→ **ABOUT THIS EXERCISE**
When "sells" occurs in a line of the material, copy that line.

*** Opening of PROVIDED INFORMATION ***

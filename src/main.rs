//! SETTLEBOARD — Result Declaration & Statement Core
//!
//! Entry point. Loads configuration, initialises structured logging, and
//! drives the declare / clear / statement flows against the remote
//! settlement service.

use std::str::FromStr;
use std::sync::Arc;

use anyhow::{bail, Context, Result};
use chrono::{FixedOffset, NaiveDate};
use tracing::{info, warn};

use settleboard::config::{self, AppConfig};
use settleboard::declare::{DeclarationOrchestrator, MarketLifecycle};
use settleboard::settlement::http::HttpSettlementClient;
use settleboard::settlement::SettlementService;
use settleboard::statement::StatementAggregator;
use settleboard::storage::{self, AuditRecord};
use settleboard::types::{DeclarePhase, WinningBetsPreview};

const BANNER: &str = r#"
 ____  _____ _____ _____ _     _____ ____   ___    _    ____  ____
/ ___|| ____|_   _|_   _| |   | ____| __ ) / _ \  / \  |  _ \|  _ \
\___ \|  _|   | |   | | | |   |  _| |  _ \| | | |/ _ \ | |_) | | | |
 ___) | |___  | |   | | | |___| |___| |_) | |_| / ___ \|  _ <| |_| |
|____/|_____| |_|   |_| |_____|_____|____/ \___/_/   \_\_| \_\____/

  Result Declaration & Statement Core
  v0.1.0
"#;

const USAGE: &str = "Usage:
  settleboard declare <market-id> <open|close> <digits>
  settleboard clear <market-id> --confirm
  settleboard statement <account-id> <from YYYY-MM-DD> <to YYYY-MM-DD>";

#[tokio::main]
async fn main() -> Result<()> {
    // Load .env file if present (non-fatal if missing)
    let _ = dotenv::dotenv();

    let cfg = config::AppConfig::load("config.toml")?;
    init_logging();

    println!("{BANNER}");
    info!(
        operator = %cfg.console.operator,
        base_url = %cfg.settlement.base_url,
        secret_configured = cfg.console.secret_declare_configured,
        "SETTLEBOARD starting up"
    );

    let session_token = AppConfig::resolve_env(&cfg.settlement.session_token_env)?;
    let client = Arc::new(HttpSettlementClient::new(
        &cfg.settlement.base_url,
        session_token,
        cfg.settlement.timeout_secs,
    )?);

    let args: Vec<String> = std::env::args().skip(1).collect();
    let args: Vec<&str> = args.iter().map(String::as_str).collect();

    match args.as_slice() {
        ["declare", market_id, phase, digits] => {
            let phase =
                DeclarePhase::from_str(phase).context("Phase must be 'open' or 'close'")?;
            run_declare(&cfg, client, market_id, phase, digits).await
        }
        ["clear", market_id, rest @ ..] => {
            let confirmed = rest == ["--confirm"];
            run_clear(&cfg, client, market_id, confirmed).await
        }
        ["statement", account_id, from, to] => {
            let from = NaiveDate::from_str(from).context("Invalid from date, use YYYY-MM-DD")?;
            let to = NaiveDate::from_str(to).context("Invalid to date, use YYYY-MM-DD")?;
            run_statement(&cfg, client, account_id, from, to).await
        }
        _ => {
            eprintln!("{USAGE}");
            std::process::exit(2);
        }
    }
}

// ---------------------------------------------------------------------------
// Declare flow
// ---------------------------------------------------------------------------

/// Preview the candidate digits, show the winning bets, and commit.
async fn run_declare(
    cfg: &AppConfig,
    client: Arc<HttpSettlementClient>,
    market_id: &str,
    phase: DeclarePhase,
    digits: &str,
) -> Result<()> {
    let market = client
        .fetch_market(market_id)
        .await
        .context("Failed to fetch market")?;
    info!(market = %market, "Market loaded");

    let mut orchestrator = DeclarationOrchestrator::new(
        Arc::clone(&client) as Arc<dyn SettlementService>,
        cfg.console.secret_declare_configured,
    );
    orchestrator.open_draft(market, phase);

    let accepted = orchestrator.set_digits(digits).to_string();
    if accepted != digits {
        warn!(input = digits, accepted = %accepted, "Input sanitized");
    }

    orchestrator
        .check()
        .await
        .context("Preview check failed")?;
    if let Some(preview) = orchestrator.preview() {
        println!("Financial impact of {accepted} ({phase}):");
        println!("{preview}");
    }

    match client
        .winning_bets_preview(market_id, phase, &accepted)
        .await
    {
        Ok(bets) => print_winning_bets(&bets),
        // Display-only data: a failed fetch never blocks the commit.
        Err(e) => warn!(error = %e, "Winning-bets preview unavailable"),
    }

    let outcome = match orchestrator.confirm().await? {
        Some(outcome) => outcome,
        None => {
            // Secret challenge: resolve the password from the configured env var.
            let env_name = cfg
                .console
                .secret_password_env
                .as_deref()
                .context("Secret declare password required but no secret_password_env configured")?;
            let password = AppConfig::resolve_env(env_name)?;
            orchestrator.set_secret_input(&password);
            orchestrator.submit_secret().await?
        }
    };

    println!(
        "Declared {} = {} on {}",
        outcome.phase, outcome.digits, outcome.market_name
    );

    let record = AuditRecord::declared(
        market_id,
        &outcome.market_name,
        outcome.phase,
        &outcome.digits,
    );
    storage::append_record(&record, cfg.audit.path.as_deref())?;
    Ok(())
}

fn print_winning_bets(preview: &WinningBetsPreview) {
    if preview.winning_bets.is_empty() {
        println!("No winning bets on this number.");
        return;
    }
    println!(
        "Winning bets on {} (total payout {}):",
        preview.market_name, preview.total_win_amount
    );
    for bet in &preview.winning_bets {
        println!(
            "  {} | {} {} | staked {} | pays {}",
            bet.username, bet.bet_type, bet.bet_number, bet.amount, bet.payout
        );
    }
}

// ---------------------------------------------------------------------------
// Clear flow
// ---------------------------------------------------------------------------

async fn run_clear(
    cfg: &AppConfig,
    client: Arc<HttpSettlementClient>,
    market_id: &str,
    confirmed: bool,
) -> Result<()> {
    let mut market = client
        .fetch_market(market_id)
        .await
        .context("Failed to fetch market")?;
    info!(market = %market, "Market loaded");

    if !confirmed {
        bail!("Clearing a declared result re-opens settled bets. Re-run with --confirm.");
    }

    let lifecycle = MarketLifecycle::new(Arc::clone(&client) as Arc<dyn SettlementService>);
    let market_name = market.name.clone();
    lifecycle.clear_result(&mut market, confirmed).await?;
    println!("Result cleared on {market_name}; market is open again.");

    let record = AuditRecord::cleared(market_id, &market_name);
    storage::append_record(&record, cfg.audit.path.as_deref())?;
    Ok(())
}

// ---------------------------------------------------------------------------
// Statement flow
// ---------------------------------------------------------------------------

async fn run_statement(
    cfg: &AppConfig,
    client: Arc<HttpSettlementClient>,
    account_id: &str,
    from: NaiveDate,
    to: NaiveDate,
) -> Result<()> {
    if from > to {
        bail!("from date is after to date");
    }
    let offset = FixedOffset::east_opt(cfg.statement.utc_offset_minutes * 60)
        .context("utc_offset_minutes out of range")?;

    let bets = client
        .bet_history(account_id, from, to)
        .await
        .context("Failed to fetch bet history")?;
    let entries = client
        .wallet_ledger(account_id, from, to)
        .await
        .context("Failed to fetch wallet ledger")?;
    let balance = client
        .wallet_balance(account_id)
        .await
        .context("Failed to fetch wallet balance")?;

    let summary =
        StatementAggregator::new(offset).aggregate(account_id, from, to, &bets, &entries, balance);
    println!("{summary}");
    Ok(())
}

// ---------------------------------------------------------------------------
// Logging
// ---------------------------------------------------------------------------

/// Initialise the `tracing` subscriber.
fn init_logging() {
    use tracing_subscriber::{fmt, EnvFilter};

    let env_filter = EnvFilter::try_from_default_env()
        .unwrap_or_else(|_| EnvFilter::new("settleboard=info"));

    let json_logging = std::env::var("SETTLEBOARD_LOG_JSON").is_ok();

    if json_logging {
        fmt()
            .json()
            .with_env_filter(env_filter)
            .with_target(true)
            .with_thread_ids(true)
            .init();
    } else {
        fmt()
            .with_env_filter(env_filter)
            .with_target(true)
            .init();
    }
}
//! Per-signal validation and the summary the run reports alongside its results.

use chrono::{DateTime, Utc};
use serde::{Deserialize, Serialize};
use thiserror::Error;

use crate::domain::{Signal, SignalAction};

/// Why a single signal was dropped. The run continues without it.
#[derive(Debug, Clone, PartialEq, Error, Serialize, Deserialize)]
#[serde(tag = "kind", rename_all = "snake_case")]
pub enum SignalRejection {
    #[error("signal at {timestamp} is not after the previous accepted signal at {previous}")]
    OutOfOrder {
        timestamp: DateTime<Utc>,
        previous: DateTime<Utc>,
    },
    /// `price` is the offending value as text, so NaN and infinities survive JSON.
    #[error("signal at {timestamp} has invalid price {price}")]
    InvalidPrice {
        timestamp: DateTime<Utc>,
        price: String,
    },
    #[error("signal at {timestamp} has confidence {confidence} outside [0, 1]")]
    ConfidenceOutOfRange {
        timestamp: DateTime<Utc>,
        confidence: String,
    },
    #[error("line {line}: {message}")]
    Unparseable { line: usize, message: String },
}

impl SignalRejection {
    /// Timestamp of the rejected signal, when it got far enough to have one.
    pub fn timestamp(&self) -> Option<DateTime<Utc>> {
        match self {
            SignalRejection::OutOfOrder { timestamp, .. }
            | SignalRejection::InvalidPrice { timestamp, .. }
            | SignalRejection::ConfidenceOutOfRange { timestamp, .. } => Some(*timestamp),
            SignalRejection::Unparseable { .. } => None,
        }
    }
}

/// Check one signal against the last accepted timestamp.
pub fn validate_signal(
    signal: &Signal,
    previous: Option<DateTime<Utc>>,
) -> Result<(), SignalRejection> {
    if !signal.price.is_finite() || signal.price <= 0.0 {
        return Err(SignalRejection::InvalidPrice {
            timestamp: signal.timestamp,
            price: signal.price.to_string(),
        });
    }
    if let Some(c) = signal.confidence {
        if !(0.0..=1.0).contains(&c) {
            return Err(SignalRejection::ConfidenceOutOfRange {
                timestamp: signal.timestamp,
                confidence: c.to_string(),
            });
        }
    }
    if let Some(prev) = previous {
        if signal.timestamp <= prev {
            return Err(SignalRejection::OutOfOrder {
                timestamp: signal.timestamp,
                previous: prev,
            });
        }
    }
    Ok(())
}

/// Summary of a signal feed after validation.
#[derive(Debug, Clone, Default, PartialEq, Serialize, Deserialize)]
pub struct SignalValidationReport {
    pub total: usize,
    pub accepted: usize,
    pub rejected: Vec<SignalRejection>,
    pub buys: usize,
    pub sells: usize,
    pub close_longs: usize,
    pub close_shorts: usize,
    pub scale_ins: usize,
    pub scale_outs: usize,
    pub first_timestamp: Option<DateTime<Utc>>,
    pub last_timestamp: Option<DateTime<Utc>>,
}

impl SignalValidationReport {
    pub fn rejected_count(&self) -> usize {
        self.rejected.len()
    }

    pub fn is_clean(&self) -> bool {
        self.rejected.is_empty()
    }

    pub(crate) fn count_accepted(&mut self, signal: &Signal) {
        self.accepted += 1;
        match signal.action {
            SignalAction::Buy => self.buys += 1,
            SignalAction::Sell => self.sells += 1,
            SignalAction::CloseLong => self.close_longs += 1,
            SignalAction::CloseShort => self.close_shorts += 1,
            SignalAction::ScaleIn => self.scale_ins += 1,
            SignalAction::ScaleOut => self.scale_outs += 1,
        }
        if self.first_timestamp.is_none() {
            self.first_timestamp = Some(signal.timestamp);
        }
        self.last_timestamp = Some(signal.timestamp);
    }

    /// Fold in rejections found before signals reached the store (e.g. parse errors).
    pub fn merge_rejections(&mut self, upstream: Vec<SignalRejection>) {
        self.total += upstream.len();
        self.rejected.extend(upstream);
    }
}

*** Close of PROVIDED INFORMATION ***

→ **WRITTEN RESPONSE**
    pub sells: usize,
            SignalAction::Sell => self.sells += 1,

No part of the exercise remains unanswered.